Şunu herkes çok iyi biliyor ki; Başkanlık seçimlerinde Kürtler belirleyici bir rol oynayacak. Zaten Kürtlerin ezici çoğunluğu Başbakan Erdoğan'ın etrafında toplanmış durumda. Geri kalan HDP'li Kürtlerin ezici çoğunluğu da Erdoğan'a sempati ve güven duyuyor. Erdoğan seçime doğru Kürtleri rahatsız edecek adım atarmı, bu mümkün değil. Çünkü Recep Tayyip Erdoğan ümmetçi bir lider, onun için "Günahkar Müslüman'da, itaatkar Müslüman'da" bir, ikisine de kardeş duyguları ile sarılıyor. Hele etnik kökene göre değerlendirmeyi insanlık onuru için suç kabul ediyor. Bunun için "Irkçılıkla Mücadele Kanunu" çıkardı. Erdoğan'ı savunmaya gerek bile gerek yok, yaptıkları, O'nun icraatları, kendisinin en büyük koruyucusu ve savunucusu. Erdoğan ayrıca dinsel milliyetçiliğin de karşısında, bunun en açık örneği; "Gayrimüslim cemaatlere ait vakıf mallarının" iadesidir. İkincisi de Ermeni yurttaşlarımıza taziye yayınlaması.

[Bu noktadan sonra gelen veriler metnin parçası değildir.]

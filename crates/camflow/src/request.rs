// SPDX-License-Identifier: Apache-2.0
// Copyright 2025 Au-Zone Technologies

//! Capture requests.

use std::collections::BTreeMap;

use crate::buffer::{Buffer, BufferStatus};
use crate::Error;

/// Completion status of a request.
#[derive(Debug, Clone, Copy, PartialEq, Eq)]
pub enum RequestStatus {
    /// Enqueued, awaiting its buffers.
    Pending,
    /// Every constituent buffer finished successfully.
    Complete,
    /// The request was cancelled, or a buffer completed in error.
    Cancelled,
}

/// A client-constructed capture transaction.
///
/// A request borrows one buffer per stream for the duration of the
/// transaction; the camera completes it once every buffer has finished,
/// in submission order.
#[derive(Clone)]
pub struct Request {
    cookie: u64,
    buffers: BTreeMap<usize, Buffer>,
    pending: usize,
    status: RequestStatus,
}

impl Request {
    pub(crate) fn new(cookie: u64) -> Request {
        Request { cookie, buffers: BTreeMap::new(), pending: 0, status: RequestStatus::Pending }
    }

    /// Opaque identifier assigned at creation, unique per camera.
    pub fn cookie(&self) -> u64 {
        self.cookie
    }

    pub fn status(&self) -> RequestStatus {
        self.status
    }

    /// Attach `buffer` as the payload for stream index `stream`.
    pub fn add_buffer(&mut self, stream: usize, buffer: Buffer) -> Result<(), Error> {
        if self.buffers.contains_key(&stream) {
            return Err(Error::invalid(format!("stream {} already has a buffer", stream)));
        }
        self.buffers.insert(stream, buffer);
        self.pending += 1;
        Ok(())
    }

    /// The buffer attached for stream index `stream`, if any.
    pub fn buffer(&self, stream: usize) -> Option<&Buffer> {
        self.buffers.get(&stream)
    }

    pub fn buffers(&self) -> impl Iterator<Item = (usize, &Buffer)> {
        self.buffers.iter().map(|(k, v)| (*k, v))
    }

    /// Record the completion of the buffer for `stream` and return true
    /// when this was the last outstanding buffer.
    pub(crate) fn complete_buffer(
        &mut self,
        stream: usize,
        bytes_used: u32,
        timestamp: u64,
        sequence: u32,
        status: BufferStatus,
    ) -> bool {
        if let Some(buffer) = self.buffers.get_mut(&stream) {
            buffer.set_result(bytes_used, timestamp, sequence, status);
            if status != BufferStatus::Success {
                self.status = RequestStatus::Cancelled;
            }
            self.pending = self.pending.saturating_sub(1);
        }
        self.pending == 0
    }

    /// Finalize the request status once all buffers have completed.
    pub(crate) fn finish(&mut self) {
        if self.status == RequestStatus::Pending {
            self.status = RequestStatus::Complete;
        }
    }

    /// Cancel every outstanding buffer and the request itself.
    pub(crate) fn cancel(&mut self) {
        for buffer in self.buffers.values_mut() {
            buffer.cancel();
        }
        self.pending = 0;
        self.status = RequestStatus::Cancelled;
    }
}

impl std::fmt::Debug for Request {
    fn fmt(&self, f: &mut std::fmt::Formatter<'_>) -> std::fmt::Result {
        f.debug_struct("Request")
            .field("cookie", &self.cookie)
            .field("streams", &self.buffers.len())
            .field("status", &self.status)
            .finish()
    }
}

Erdoğan; "Ülkenin güvenliğini tehdit eden devlete karşı civanmert bir arslan, dostluk eli uzatan her devlete karşı erdemli bir insan..." Nereden biliyorsun diyenlere, kendimden biliyorum, onunla aynı zihniyeti taşıyorum. Çünkü bizim zihniyetimizin ana kaynağı Hz Muhammed (S.A.S) ve onun devlet adamlığı, liderliği, gayrimüslimlerle diyaloğu ortada. Bu sebeple Erdoğan sömürgeci bir anlayışı asla hoş görmez, tek amacı Türkiye'yi ekonomik olarak güçlü kılmak ve bu güçle Küreselleşen Dünya da Küresel bir aktör olmak.

Ayrıca göbeği uluslararası camiaya bağlı olmadan Milli Politikayı belirlemek. Milli Politikadan kasıt Küresel Dünyadan kopuş olarak algılanmasın. Çünkü dünyadan kopmak demek 3. dünya ülkesi olmak demektir ki; Erdoğan her seferinde AB'ye atıfta bulunuyor ve Türkiye'nin temel hedefinin AB'ye tam üyelik olduğunu vurguluyor. Öte yandan Din bağı ile bağlı olduğu Orta Doğu'ya da yüz çevirmiyor. Her halükarda dünya'yı çok iyi okuduğu ortada. İşte bu misyonu ve vizyonu Türkiye’de yurttaşlarından da güçlü bir destek buluyor. Tek tek saymayayım, Genel, Yerel ve Referandum olmak üzere 12 yılda yapılan 9. seçimi başarı ile kazandı. Her seçimde bir önce ki seçimden daha fazla oy alarak gücüne güç kattı. Çünkü Erdoğan tüm bu süreçte sadece sırtını Allah'a ve halka dayadı. 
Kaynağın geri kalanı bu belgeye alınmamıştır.